J’ai essayé ici de vous donner les faits, mais ce procès est déjà devenu la suite de celui d’O.J. On croit à sa culpabilité ou pas selon son genre, tout comme on croyait à la culpabilité d’O.J. selon sa couleur. Mais pas comme dans le cas d’O.J., qui insistait jusqu’à la fin de sa vie qu’il cherchait « le vrai tueur », Lindsay Clancy avoue avoir tué ses enfants. Je vous laisse à décider quel est le message que l’on veut communiquer en clamant son innocence, en insistant que son mari l’a fait, mais on ne vit plus dans la même réalité, et ça, c’est inquiétant.

Une réflexion au sujet de « Lindsay, la cavalière de l’Apocalypse »
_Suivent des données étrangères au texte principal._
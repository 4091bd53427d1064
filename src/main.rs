use std::sync::Arc;

use fserver::config::{self, AppState, Config};
use fserver::{logger, server};

fn main() -> Result<(), Box<dyn std::error::Error>> {
    // Optional config file path (without extension) as the only argument
    let config_path = std::env::args()
        .nth(1)
        .unwrap_or_else(|| config::DEFAULT_CONFIG_PATH.to_string());
    let cfg = Config::load_from(&config_path)?;
    logger::init(&cfg)?;

    // 创建 Tokio 运行时，根据 workers 配置设置线程数
    let mut runtime_builder = tokio::runtime::Builder::new_multi_thread();
    runtime_builder.enable_all();
    if let Some(workers) = cfg.server.workers {
        runtime_builder.worker_threads(workers);
    }
    let runtime = runtime_builder.build()?;

    runtime.block_on(async_main(cfg))
}

async fn async_main(cfg: Config) -> Result<(), Box<dyn std::error::Error>> {
    let state = Arc::new(AppState::new(&cfg)?);

    let listener = server::bind_with_fallback(cfg.get_socket_addr()?)?;
    logger::log_server_start(&listener.local_addr()?, &cfg, &state.root);

    server::start_server_loop(listener, state).await;
    Ok(())
}
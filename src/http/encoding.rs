//! Content-Encoding negotiation and streaming compression
//!
//! Only gzip and deflate (zlib-wrapped, as HTTP defines it) are offered.
//! Compression runs chunk by chunk over the file stream, so a response is
//! never buffered whole.

use flate2::write::{GzEncoder, ZlibEncoder};
use flate2::Compression;
use futures_util::{stream, Stream, StreamExt};
use hyper::body::Bytes;
use std::io::{self, Write};

/// Encoding applied to a response body
#[derive(Debug, Clone, Copy, PartialEq, Eq)]
pub enum ContentEncoding {
    Gzip,
    Deflate,
    Identity,
}

impl ContentEncoding {
    /// Pick an encoding from the `Accept-Encoding` value
    ///
    /// Plain substring checks, gzip preferred. q-values are not weighed and a
    /// missing header means identity.
    pub fn negotiate(accept_encoding: Option<&str>) -> Self {
        match accept_encoding {
            Some(v) if v.contains("gzip") => Self::Gzip,
            Some(v) if v.contains("deflate") => Self::Deflate,
            _ => Self::Identity,
        }
    }

    /// `Content-Encoding` header value, `None` for identity
    pub const fn header_value(self) -> Option<&'static str> {
        match self {
            Self::Gzip => Some("gzip"),
            Self::Deflate => Some("deflate"),
            Self::Identity => None,
        }
    }
}

/// Incremental encoder writing into an in-memory buffer that is drained
/// after every chunk
enum Encoder {
    Gzip(GzEncoder<Vec<u8>>),
    Deflate(ZlibEncoder<Vec<u8>>),
}

impl Encoder {
    fn new(encoding: ContentEncoding) -> Option<Self> {
        match encoding {
            ContentEncoding::Gzip => Some(Self::Gzip(GzEncoder::new(Vec::new(), Compression::default()))),
            ContentEncoding::Deflate => {
                Some(Self::Deflate(ZlibEncoder::new(Vec::new(), Compression::default())))
            }
            ContentEncoding::Identity => None,
        }
    }

    /// Feed one chunk, returning whatever compressed output is ready
    fn push(&mut self, chunk: &[u8]) -> io::Result<Bytes> {
        let buf = match self {
            Self::Gzip(enc) => {
                enc.write_all(chunk)?;
                enc.get_mut()
            }
            Self::Deflate(enc) => {
                enc.write_all(chunk)?;
                enc.get_mut()
            }
        };
        Ok(Bytes::from(std::mem::take(buf)))
    }

    /// Flush the trailer
    fn finish(self) -> io::Result<Bytes> {
        let buf = match self {
            Self::Gzip(enc) => enc.finish()?,
            Self::Deflate(enc) => enc.finish()?,
        };
        Ok(Bytes::from(buf))
    }
}

/// Compress a byte stream with `encoding`
///
/// Identity passes the source through untouched.
pub fn compress_stream<S>(
    source: S,
    encoding: ContentEncoding,
) -> stream::BoxStream<'static, io::Result<Bytes>>
where
    S: Stream<Item = io::Result<Bytes>> + Send + Unpin + 'static,
{
    let Some(encoder) = Encoder::new(encoding) else {
        return source.boxed();
    };

    stream::unfold((source, Some(encoder)), |(mut source, encoder)| async move {
        let mut encoder = encoder?;
        loop {
            match source.next().await {
                Some(Ok(chunk)) => match encoder.push(&chunk) {
                    Ok(out) if out.is_empty() => {}
                    Ok(out) => return Some((Ok(out), (source, Some(encoder)))),
                    Err(e) => return Some((Err(e), (source, None))),
                },
                Some(Err(e)) => return Some((Err(e), (source, None))),
                None => return Some((encoder.finish(), (source, None))),
            }
        }
    })
    .boxed()
}
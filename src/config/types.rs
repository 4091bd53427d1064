// Configuration types module
// Defines all configuration-related data structures

use serde::Deserialize;
use std::path::PathBuf;

/// Main configuration structure
#[derive(Debug, Deserialize, Clone, Default)]
#[serde(default)]
pub struct Config {
    pub server: ServerConfig,
    pub site: SiteConfig,
    pub logging: LoggingConfig,
    pub performance: PerformanceConfig,
    pub http: HttpConfig,
}

/// Server configuration
#[derive(Debug, Deserialize, Clone)]
#[serde(default)]
pub struct ServerConfig {
    pub host: String,
    pub port: u16,
    pub workers: Option<usize>,
}

impl Default for ServerConfig {
    fn default() -> Self {
        Self {
            host: "127.0.0.1".to_string(),
            port: 8080,
            workers: None,
        }
    }
}

/// What is served and where uploads land
#[derive(Debug, Deserialize, Clone)]
#[serde(default)]
pub struct SiteConfig {
    /// Directory that request paths are resolved against
    pub root: PathBuf,
    /// Request path that accepts multipart uploads
    pub upload_path: String,
    /// Directory uploaded files are written to
    pub upload_dir: PathBuf,
}

impl Default for SiteConfig {
    fn default() -> Self {
        Self {
            root: PathBuf::from("."),
            upload_path: "/img".to_string(),
            upload_dir: PathBuf::from("assets"),
        }
    }
}

/// Logging configuration
#[derive(Debug, Deserialize, Clone)]
#[serde(default)]
pub struct LoggingConfig {
    pub level: String,
    pub access_log: bool,
    /// Access log format (combined, common or json)
    pub access_log_format: String,
    /// Access log file path (optional, stdout if not set)
    pub access_log_file: Option<String>,
    /// Error log file path (optional, stderr if not set)
    pub error_log_file: Option<String>,
}

impl Default for LoggingConfig {
    fn default() -> Self {
        Self {
            level: "info".to_string(),
            access_log: true,
            access_log_format: "combined".to_string(),
            access_log_file: None,
            error_log_file: None,
        }
    }
}

/// Performance configuration
#[derive(Debug, Deserialize, Clone)]
#[serde(default)]
pub struct PerformanceConfig {
    pub keep_alive: bool,
    /// Seconds allowed for a client to send request headers
    pub read_timeout: u64,
}

impl Default for PerformanceConfig {
    fn default() -> Self {
        Self {
            keep_alive: true,
            read_timeout: 30,
        }
    }
}

/// HTTP configuration
#[derive(Debug, Deserialize, Clone)]
#[serde(default)]
pub struct HttpConfig {
    pub server_name: String,
    /// Upper bound for collected request bodies (upload path)
    pub max_body_size: u64,
    /// Emit the historical `max-age=3600 * 24` Cache-Control text verbatim
    pub legacy_cache_control: bool,
}

impl Default for HttpConfig {
    fn default() -> Self {
        Self {
            server_name: "fserver".to_string(),
            max_body_size: 10_485_760, // 10MB
            legacy_cache_control: false,
        }
    }
}
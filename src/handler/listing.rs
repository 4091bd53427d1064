//! Directory listing module

use crate::config::AppState;
use crate::handler::router::RequestContext;
use crate::http::{self, path, ResponseBody};
use crate::logger;
use crate::templates::DirEntry;
use hyper::Response;
use std::path::Path;
use tokio::fs;

/// Render the immediate children of a directory as an HTML page
pub async fn serve_listing(
    ctx: &RequestContext,
    abs_path: &Path,
    state: &AppState,
) -> Response<ResponseBody> {
    let entries = match read_entries(&ctx.pathname, abs_path).await {
        Ok(entries) => entries,
        Err(e) => {
            logger::log_error(&format!(
                "Failed to read directory '{}': {e}",
                abs_path.display()
            ));
            return http::build_500_response();
        }
    };

    match state.renderer.render_listing(&ctx.pathname, &entries) {
        Ok(html) => http::build_html_response(html),
        Err(e) => {
            logger::log_error(&format!("Failed to render listing for '{}': {e}", ctx.pathname));
            http::build_500_response()
        }
    }
}

/// Enumerate `dir` in filesystem order
pub async fn read_entries(pathname: &str, dir: &Path) -> std::io::Result<Vec<DirEntry>> {
    let mut reader = fs::read_dir(dir).await?;
    let mut entries = Vec::new();

    while let Some(child) = reader.next_entry().await? {
        let name = child.file_name().to_string_lossy().into_owned();
        let path = path::join_url_path(pathname, &name);
        let href = path::encode_path(&path);
        entries.push(DirEntry { name, path, href });
    }

    Ok(entries)
}
// Server module entry point
// Provides listener binding and the connection accept loop

pub mod connection;
pub mod listener;

// Rust 不允许 loop 作为模块名（关键字），改用 server_loop
#[path = "loop.rs"]
pub mod server_loop;

// Re-export commonly used items
pub use listener::{bind_with_fallback, create_listener};
pub use server_loop::start_server_loop;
  1. Avatar de Bernard BelBernard Bel

    La psychose puerpérale (https://fr.wikipedia.org/wiki/Psychose_post-partum) est peut-être moins rare qu’on le dit pour rassurer. Je me souviens d’une jeune femme (mentalement très solide) qui plusieurs fois avait échoué à accoucher à domicile et subi des césariennes. Elle disait que souvent, à la date d’anniversaire de l’enfant, elle ressentait une envie très forte de jeter son bébé dans le feu, et qu’elle devait sortir précipitamment de la maison pour se calmer.

    Donc cette hypothèse doit être, à mon avis, sérieusement prise en compte dans le procès. Elle n’innocenterait pas Lindsay Clancy pour autant puisqu’elle serait internée en psychiatrie.

    Reconnaître sa culpabilité obligerait aussi à identifier le mobile de ces meurtres (ou assassinats).

    Il me semble que les militantes (sauf celles qui accusent le mari !) veulent mettre en exergue le problème de la psychose puerpérale. Comme d’autres l’ont fait précédemment (« Maman Blues » en France) pour distinguer (et soigner) l’effondrement maternel de la dépression post-partum.